__What you have to do__
Once the line with "no such file" is found in the entries below, print it and each following line exactly, stopping after the line with "path is absent."; print nothing else.

Records from a collection
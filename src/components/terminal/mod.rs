mod panel;
mod terminal;

pub use panel::TerminalPanel;
pub use terminal::TerminalView;
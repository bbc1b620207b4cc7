//! Mount tree construction.
//!
//! Turns the flat, normalized archive entries into the nested tree the
//! runtime mounts in bulk, plus the ordered list of directories that must
//! exist beforehand (shallowest first, so parents are always created before
//! their children).

use std::collections::BTreeSet;

use crate::core::error::BringUpError;
use crate::models::{MountPath, MountTree};

/// An archive entry after path normalization.
#[derive(Clone, Debug, PartialEq, Eq)]
pub struct NormalizedEntry {
    pub path: MountPath,
    pub is_directory: bool,
    pub bytes: Option<Vec<u8>>,
}

#[cfg(test)]
impl NormalizedEntry {
    pub fn file(path: MountPath, bytes: Vec<u8>) -> Self {
        Self {
            path,
            is_directory: false,
            bytes: Some(bytes),
        }
    }

    pub fn directory(path: MountPath) -> Self {
        Self {
            path,
            is_directory: true,
            bytes: None,
        }
    }
}

/// Result of [`build`]: the tree and the directories to pre-create.
#[derive(Clone, Debug, PartialEq, Eq)]
pub struct MountPlan {
    pub tree: MountTree,
    pub directories: Vec<MountPath>,
}

impl MountPlan {
    pub fn file_count(&self) -> usize {
        self.tree.file_count()
    }
}

/// Build the mount plan.
///
/// A directory implied by a deeper file and also listed explicitly is one
/// node. Entries that collide with an existing node of the other kind are
/// skipped with a warning. Fails with [`BringUpError::EmptyArchive`] when no
/// file survives.
pub fn build(entries: impl IntoIterator<Item = NormalizedEntry>) -> Result<MountPlan, BringUpError> {
    let mut tree = MountTree::new();
    let mut directories: BTreeSet<MountPath> = BTreeSet::new();

    for entry in entries {
        let inserted = if entry.is_directory {
            tree.insert_directory(&entry.path)
        } else {
            tree.insert_file(&entry.path, entry.bytes.unwrap_or_default())
        };

        match inserted {
            Ok(()) => {
                directories.extend(entry.path.ancestors());
                if entry.is_directory {
                    directories.insert(entry.path);
                }
            }
            Err(conflict) => {
                log::warn!("skipping archive entry {}: {:?}", entry.path, conflict);
            }
        }
    }

    if tree.file_count() == 0 {
        return Err(BringUpError::EmptyArchive);
    }

    let mut directories: Vec<MountPath> = directories.into_iter().collect();
    directories.sort_by(|a, b| a.depth().cmp(&b.depth()).then_with(|| a.cmp(b)));

    Ok(MountPlan { tree, directories })
}

/// Strip a single shared top-level folder when it holds the manifest.
///
/// `project/package.json, project/src/a.js` becomes `package.json, src/a.js`.
/// Archives with a manifest at the root, or with more than one top-level
/// entry, are returned unchanged.
pub fn strip_single_root(entries: Vec<NormalizedEntry>, manifest: &str) -> Vec<NormalizedEntry> {
    let Some(first) = entries.first() else {
        return entries;
    };
    let Some(top) = first.path.segments().next().map(str::to_string) else {
        return entries;
    };

    let has_root_manifest = entries
        .iter()
        .any(|e| !e.is_directory && e.path.as_str() == manifest);
    let shares_top = entries
        .iter()
        .all(|e| e.path.segments().next() == Some(top.as_str()));
    let nested_manifest = format!("{}/{}", top, manifest);
    let has_nested_manifest = entries
        .iter()
        .any(|e| !e.is_directory && e.path.as_str() == nested_manifest);

    if has_root_manifest || !shares_top || !has_nested_manifest {
        return entries;
    }

    log::info!("stripping top-level folder {}/ from archive", top);
    entries
        .into_iter()
        .filter_map(|e| {
            let path = e.path.strip_prefix(&top)?;
            Some(NormalizedEntry { path, ..e })
        })
        .collect()
}
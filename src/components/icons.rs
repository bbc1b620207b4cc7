//! Centralized icon definitions.
//!
//! Icon theme is configured in `config.rs` via `ICON_THEME`.
//! This module maps semantic icon names to the selected theme's icons.

use icondata::Icon;

use crate::config::IconTheme;

// =============================================================================
// Theme Imports
// =============================================================================

mod lucide {
    pub use icondata::{
        LuChevronDown as ChevronDown, LuChevronRight as ChevronRight, LuFile as File,
        LuFolder as Folder, LuFolderOpen as FolderOpen, LuPlus as Plus,
        LuRotateCcw as Reset, LuTerminal as Terminal, LuTrash2 as Trash, LuUpload as Upload,
        LuX as Close,
    };
}

mod bootstrap {
    pub use icondata::{
        BsArrowCounterclockwise as Reset, BsChevronDown as ChevronDown,
        BsChevronRight as ChevronRight, BsFileEarmark as File, BsFolder2Open as FolderOpen,
        BsFolderFill as Folder, BsPlusLg as Plus, BsTerminal as Terminal, BsTrash as Trash,
        BsUpload as Upload, BsXLg as Close,
    };
}

// =============================================================================
// Icon Constants (selected based on theme)
// =============================================================================

macro_rules! themed_icon {
    ($name:ident, $theme_name:ident) => {
        pub const $name: Icon = match crate::config::ICON_THEME {
            IconTheme::Lucide => lucide::$theme_name,
            IconTheme::Bootstrap => bootstrap::$theme_name,
        };
    };
}

themed_icon!(CHEVRON_DOWN, ChevronDown);
themed_icon!(CHEVRON_RIGHT, ChevronRight);
themed_icon!(FOLDER, Folder);
themed_icon!(FOLDER_OPEN, FolderOpen);
themed_icon!(FILE, File);
themed_icon!(PLUS, Plus);
themed_icon!(CLOSE, Close);
themed_icon!(TERMINAL, Terminal);
themed_icon!(TRASH, Trash);
themed_icon!(UPLOAD, Upload);
themed_icon!(RESET, Reset);
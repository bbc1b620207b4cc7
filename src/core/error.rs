//! Error types for the bring-up pipeline and its collaborators.
//!
//! Provides structured error handling with meaningful error messages
//! and proper error categorization for each domain:
//!
//! - [`BringUpError`] - Terminal failure of an import attempt (shown in terminals)
//! - [`RuntimeError`] - Sandboxed runtime capability failures (mount, fs, spawn)
//! - [`ArchiveError`] - Archive decoding failures
//! - [`ProbeError`] - Readiness probe transport failures
//! - [`DeleteError`] - File tree deletion failures (shown as a toast)

use thiserror::Error;

/// Why an import attempt ended in the `Error` state.
///
/// Every variant renders a human-readable message; that message is what the
/// terminal sinks receive.
#[derive(Debug, Clone, PartialEq, Eq, Error)]
pub enum BringUpError {
    /// Upload name does not end in a supported extension.
    #[error("Invalid file format. Only {supported} files are supported.")]
    InvalidArchiveFormat { supported: String },

    /// Upload exceeds the configured ceiling.
    #[error("File too large: {size} bytes exceeds the {limit} byte limit")]
    FileTooLarge { size: u64, limit: u64 },

    /// The archive container could not be decoded at all.
    #[error("Corrupt archive: {0}")]
    CorruptArchive(String),

    /// No file entries survived decoding.
    #[error("Archive contains no files")]
    EmptyArchive,

    /// The project descriptor is not present at the mount root.
    #[error("Missing manifest: {0} not found in project root")]
    MissingManifest(String),

    /// The project descriptor exists but is not valid JSON.
    #[error("Malformed manifest {file}: {reason}")]
    MalformedManifest { file: String, reason: String },

    /// The runtime refused the mount.
    #[error("Mount failed: {0}")]
    MountError(String),

    /// The install command exited unsuccessfully.
    #[error("Dependency installation failed with exit code {0}")]
    InstallFailed(i32),

    /// The manifest declares none of the preferred start scripts.
    #[error("No start script found (expected one of: {expected})")]
    NoStartScript { expected: String },

    /// The dev server process exited before it became reachable.
    #[error("Dev server exited with code {0} before becoming ready")]
    ServerExited(i32),

    /// The readiness probe exhausted its attempts.
    #[error("Dev server not reachable at {url} after {attempts} attempts")]
    ReadinessTimeout { url: String, attempts: u32 },

    /// Any other runtime failure during a stage.
    #[error("Runtime error: {0}")]
    Runtime(String),
}

/// Failures reported by the sandboxed runtime capability interface.
#[derive(Debug, Clone, PartialEq, Eq, Error)]
pub enum RuntimeError {
    /// Path does not exist.
    #[error("{0}: no such file or directory")]
    NotFound(String),
    /// Bulk mount was rejected.
    #[error("mount rejected: {0}")]
    Mount(String),
    /// Process could not be started.
    #[error("failed to spawn `{command}`: {reason}")]
    Spawn { command: String, reason: String },
    /// Runtime could not be booted.
    #[error("runtime unavailable: {0}")]
    Boot(String),
    /// Any other file system failure.
    #[error("{0}")]
    Io(String),
}

impl RuntimeError {
    /// Check whether this error means the target path is absent.
    pub fn is_not_found(&self) -> bool {
        matches!(self, Self::NotFound(_))
    }
}

impl From<RuntimeError> for BringUpError {
    fn from(err: RuntimeError) -> Self {
        match err {
            RuntimeError::Mount(msg) => Self::MountError(msg),
            other => Self::Runtime(other.to_string()),
        }
    }
}

/// Failures raised while decoding an uploaded archive.
#[derive(Debug, Error)]
pub enum ArchiveError {
    /// The container itself is unreadable.
    #[error("{0}")]
    Corrupt(String),
}

impl From<std::io::Error> for ArchiveError {
    fn from(err: std::io::Error) -> Self {
        Self::Corrupt(err.to_string())
    }
}

impl From<zip::result::ZipError> for ArchiveError {
    fn from(err: zip::result::ZipError) -> Self {
        Self::Corrupt(err.to_string())
    }
}

/// A single failed connection attempt of the readiness probe.
#[derive(Debug, Clone, PartialEq, Eq, Error)]
pub enum ProbeError {
    /// Connection could not be established.
    #[error("connection to {url} failed: {reason}")]
    Connect { url: String, reason: String },
    /// Request object could not be built.
    #[error("invalid probe request for {0}")]
    InvalidRequest(String),
}

/// Failures of a user-initiated deletion.
#[derive(Debug, Clone, PartialEq, Eq, Error)]
pub enum DeleteError {
    /// Path is not part of the current file map.
    #[error("{0} is not in the file tree")]
    UnknownPath(String),
    /// Runtime refused the removal.
    #[error("failed to delete {path}: {source}")]
    Runtime {
        path: String,
        #[source]
        source: RuntimeError,
    },
}

#[cfg(test)]
mod tests {
    use super::*;

    #[test]
    fn test_bring_up_messages() {
        assert_eq!(
            BringUpError::InstallFailed(1).to_string(),
            "Dependency installation failed with exit code 1"
        );
        assert_eq!(BringUpError::EmptyArchive.to_string(), "Archive contains no files");
        assert_eq!(
            BringUpError::MissingManifest("package.json".into()).to_string(),
            "Missing manifest: package.json not found in project root"
        );
    }

    #[test]
    fn test_runtime_error_conversion() {
        let mount: BringUpError = RuntimeError::Mount("quota".into()).into();
        assert_eq!(mount, BringUpError::MountError("quota".into()));

        let other: BringUpError = RuntimeError::NotFound("/x".into()).into();
        assert!(matches!(other, BringUpError::Runtime(_)));
    }

    #[test]
    fn test_not_found_detection() {
        assert!(RuntimeError::NotFound("a".into()).is_not_found());
        assert!(!RuntimeError::Io("a".into()).is_not_found());
    }
}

__Task response__
    #[error("{0}: no such file or directory")]
    NotFound(String),
    /// Bulk mount was rejected.
    #[error("mount rejected: {0}")]
    Mount(String),
    /// Process could not be started.
    #[error("failed to spawn `{command}`: {reason}")]
    Spawn { command: String, reason: String },
    /// Runtime could not be booted.
    #[error("runtime unavailable: {0}")]
    Boot(String),
    /// Any other file system failure.
    #[error("{0}")]
    Io(String),
}

impl RuntimeError {
    /// Check whether this error means the target path is absent.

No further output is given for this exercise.